The dataset includes around 90,000 news articles, curated from a broad spectrum of reliable sources, including major news outlets from around the globe, from May 2023 to September 2024. These articles were gathered through open data sources using Google RSS, adhering to research ethics guidelines.1, 2
Various machine learning models were built to evaluate the dataset’s effectiveness in detecting biases and fake content, demonstrating its versatility and utility. This benchmarking process shows how the dataset performs across different modalities, including text and images, highlighting its potential for training advanced AI models designed to combat disinformation.
Each entry in the dataset features full article text, publication details (date, outlet, URL), bias assessments for both text and images, as well as topic categorizations and image descriptions and analyses. A commitment to ethical AI governance requires designing transparent AI systems that can be understood and audited, holding developers accountable for the content their AI tools generate, and establishing clear ethical standards for the development and deployment of AI technologies. Developers and researchers should focus on building robust and transparent algorithms, integrating ethical considerations and personal information protection in data, and collaborating with experts across disciplines to enhance disinformation detection techniques. It also requires continuously adapting AI tools to counter evolving disinformation tactics.

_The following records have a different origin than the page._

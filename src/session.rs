use std::collections::HashMap;
use std::future::Future;
use std::sync::atomic::{AtomicU64, Ordering};
use std::sync::Arc;

use parking_lot::{Mutex, RwLock};
use tokio::sync::mpsc;
use tokio::sync::mpsc::error::TrySendError;
use tokio::task::AbortHandle;
use tokio_util::sync::CancellationToken;
use uuid::Uuid;

use crate::protocol::{LogCategory, OutboundEvent};

pub type SessionId = Uuid;

/// One connected client.
///
/// Cloning is cheap; all clones refer to the same outbound queue, closed
/// signal and task bookkeeping. Work spawned on behalf of the client holds a
/// clone and sends through [`Session::send`], which never blocks.
#[derive(Clone)]
pub struct Session {
    id: SessionId,
    outbound: mpsc::Sender<OutboundEvent>,
    /// Cancelled once the session leaves the registry. Subscription tokens
    /// are children of this one.
    closed: CancellationToken,
    tasks: Arc<Mutex<HashMap<u64, AbortHandle>>>,
    subscriptions: Arc<Mutex<HashMap<String, (u64, CancellationToken)>>>,
    next_id: Arc<AtomicU64>,
}

impl std::fmt::Debug for Session {
    fn fmt(&self, f: &mut std::fmt::Formatter<'_>) -> std::fmt::Result {
        f.debug_struct("Session")
            .field("id", &self.id)
            .field("closed", &self.closed.is_cancelled())
            .finish_non_exhaustive()
    }
}

/// Registration of a live subscription process on a session.
#[derive(Debug, Clone)]
pub struct SubscriptionHandle {
    pub key: String,
    pub cancel: CancellationToken,
    id: u64,
}

impl Session {
    fn new(outbound: mpsc::Sender<OutboundEvent>, closed: CancellationToken) -> Self {
        Self {
            id: Uuid::new_v4(),
            outbound,
            closed,
            tasks: Arc::new(Mutex::new(HashMap::new())),
            subscriptions: Arc::new(Mutex::new(HashMap::new())),
            next_id: Arc::new(AtomicU64::new(1)),
        }
    }

    pub fn id(&self) -> SessionId {
        self.id
    }

    /// Enqueue an event for the client.
    ///
    /// Returns `false` when the event was dropped: either the session is
    /// closed or its queue is full. Never waits on the socket.
    pub fn send(&self, event: OutboundEvent) -> bool {
        if self.closed.is_cancelled() {
            tracing::debug!(session = %self.id, kind = event.kind(), "session closed, dropping event");
            return false;
        }
        match self.outbound.try_send(event) {
            Ok(()) => true,
            Err(TrySendError::Full(event)) => {
                tracing::warn!(session = %self.id, kind = event.kind(), "outbound queue full, dropping event");
                false
            }
            Err(TrySendError::Closed(event)) => {
                tracing::debug!(session = %self.id, kind = event.kind(), "outbound queue closed, dropping event");
                false
            }
        }
    }

    pub fn send_log(&self, category: LogCategory, text: impl Into<String>) -> bool {
        self.send(category.event(text))
    }

    pub fn is_closed(&self) -> bool {
        self.closed.is_cancelled()
    }

    /// Token cancelled when the session closes.
    pub fn closed_token(&self) -> CancellationToken {
        self.closed.clone()
    }

    pub fn close(&self) {
        self.closed.cancel();
    }

    /// Spawn work on behalf of this session and track it until it finishes.
    ///
    /// Tracked work is not cancelled when the session closes; its output is
    /// simply dropped by [`Session::send`]. [`Session::abort_in_flight`]
    /// stops it explicitly.
    pub fn spawn_tracked<F>(&self, label: &'static str, work: F) -> u64
    where
        F: Future<Output = ()> + Send + 'static,
    {
        let task_id = self.next_id.fetch_add(1, Ordering::Relaxed);
        let tasks = Arc::clone(&self.tasks);
        let session = self.id;

        // Hold the lock across spawn so the task cannot deregister before it
        // has been registered.
        let mut guard = self.tasks.lock();
        let handle = tokio::spawn(async move {
            work.await;
            tasks.lock().remove(&task_id);
            tracing::trace!(%session, task = task_id, label, "session task finished");
        });
        guard.insert(task_id, handle.abort_handle());
        task_id
    }

    pub fn in_flight(&self) -> usize {
        self.tasks.lock().len()
    }

    pub fn abort_in_flight(&self) -> usize {
        let drained: Vec<AbortHandle> = self.tasks.lock().drain().map(|(_, h)| h).collect();
        for handle in &drained {
            handle.abort();
        }
        drained.len()
    }

    /// Register a subscription under `key`. An existing subscription with
    /// the same key is cancelled and replaced.
    pub fn register_subscription(&self, key: impl Into<String>) -> SubscriptionHandle {
        let key = key.into();
        let id = self.next_id.fetch_add(1, Ordering::Relaxed);
        let cancel = self.closed.child_token();
        let previous = self
            .subscriptions
            .lock()
            .insert(key.clone(), (id, cancel.clone()));
        if let Some((_, previous)) = previous {
            tracing::info!(session = %self.id, subscription = %key, "replacing existing subscription");
            previous.cancel();
        }
        SubscriptionHandle { key, cancel, id }
    }

    /// Forget a subscription once its process has ended. A newer
    /// registration under the same key is left alone.
    pub fn release_subscription(&self, handle: &SubscriptionHandle) {
        let mut subs = self.subscriptions.lock();
        if subs.get(&handle.key).is_some_and(|(id, _)| *id == handle.id) {
            subs.remove(&handle.key);
        }
    }

    pub fn subscription_keys(&self) -> Vec<String> {
        let mut keys: Vec<String> = self.subscriptions.lock().keys().cloned().collect();
        keys.sort();
        keys
    }

    fn cancel_subscriptions(&self) -> usize {
        let drained: Vec<(String, (u64, CancellationToken))> =
            self.subscriptions.lock().drain().collect();
        for (_, (_, token)) in &drained {
            token.cancel();
        }
        drained.len()
    }
}

#[derive(Debug, thiserror::Error)]
pub enum RegistryError {
    #[error("maximum number of clients reached")]
    MaxSessionsReached,
}

struct RegistryInner {
    sessions: HashMap<SessionId, Session>,
    max_sessions: Option<usize>,
}

/// All currently connected clients, keyed by session id.
#[derive(Clone)]
pub struct SessionRegistry {
    inner: Arc<RwLock<RegistryInner>>,
    outbound_capacity: usize,
    /// Parent of every session's closed token.
    shutdown: CancellationToken,
}

impl SessionRegistry {
    pub const DEFAULT_OUTBOUND_CAPACITY: usize = 256;

    pub fn new(shutdown: CancellationToken) -> Self {
        Self::with_limits(shutdown, Self::DEFAULT_OUTBOUND_CAPACITY, None)
    }

    pub fn with_limits(
        shutdown: CancellationToken,
        outbound_capacity: usize,
        max_sessions: Option<usize>,
    ) -> Self {
        Self {
            inner: Arc::new(RwLock::new(RegistryInner {
                sessions: HashMap::new(),
                max_sessions,
            })),
            outbound_capacity: outbound_capacity.max(1),
            shutdown,
        }
    }

    /// Create and register a session, returning it with the receiving end
    /// of its outbound queue.
    pub fn admit(&self) -> Result<(Session, mpsc::Receiver<OutboundEvent>), RegistryError> {
        let mut inner = self.inner.write();
        if let Some(max) = inner.max_sessions {
            if inner.sessions.len() >= max {
                return Err(RegistryError::MaxSessionsReached);
            }
        }
        let (tx, rx) = mpsc::channel(self.outbound_capacity);
        let session = Session::new(tx, self.shutdown.child_token());
        inner.sessions.insert(session.id(), session.clone());
        tracing::info!(session = %session.id(), clients = inner.sessions.len(), "client registered");
        Ok((session, rx))
    }

    /// Remove a session and close it, cancelling its subscriptions.
    /// Removing an unknown id is a no-op.
    pub fn remove(&self, id: &SessionId) -> Option<Session> {
        let mut inner = self.inner.write();
        let removed = inner.sessions.remove(id);
        if let Some(ref session) = removed {
            let cancelled = session.cancel_subscriptions();
            session.close();
            tracing::info!(
                session = %id,
                clients = inner.sessions.len(),
                subscriptions = cancelled,
                "client unregistered"
            );
        }
        removed
    }

    pub fn get(&self, id: &SessionId) -> Option<Session> {
        self.inner.read().sessions.get(id).cloned()
    }

    pub fn len(&self) -> usize {
        self.inner.read().sessions.len()
    }

    pub fn is_empty(&self) -> bool {
        self.inner.read().sessions.is_empty()
    }

    /// Close every session and abort their in-flight work. Used on shutdown.
    pub fn drain(&self) -> usize {
        let drained: Vec<Session> = {
            let mut inner = self.inner.write();
            inner.sessions.drain().map(|(_, s)| s).collect()
        };
        for session in &drained {
            session.cancel_subscriptions();
            session.close();
            session.abort_in_flight();
        }
        drained.len()
    }
}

NMB+’s development and use are governed by strict ethical standards to align regulatory requirements with technical work. Comprehensive human reviews have been implemented to ensure the accuracy and reliability of the data and its labels. The dataset underwent extensive audits to validate the data collection and labeling methodologies. These audits involve independent reviewers who assess the dataset for adherence to ethical standards and accuracy. They examine the data sources, collection procedures, and labeling criteria to ensure that all elements meet established research integrity and reliability guidelines. This thorough review helps to confirm that the dataset is both robust and trustworthy for use in training and evaluating AI systems.
Researchers, technologists, and the general public are invited to explore the NMB+ dataset and delve into the findings. The dataset is accessible on Vector’s Hugging Face page under a non-commercial license. The details can be found at News Media Bias Plus page.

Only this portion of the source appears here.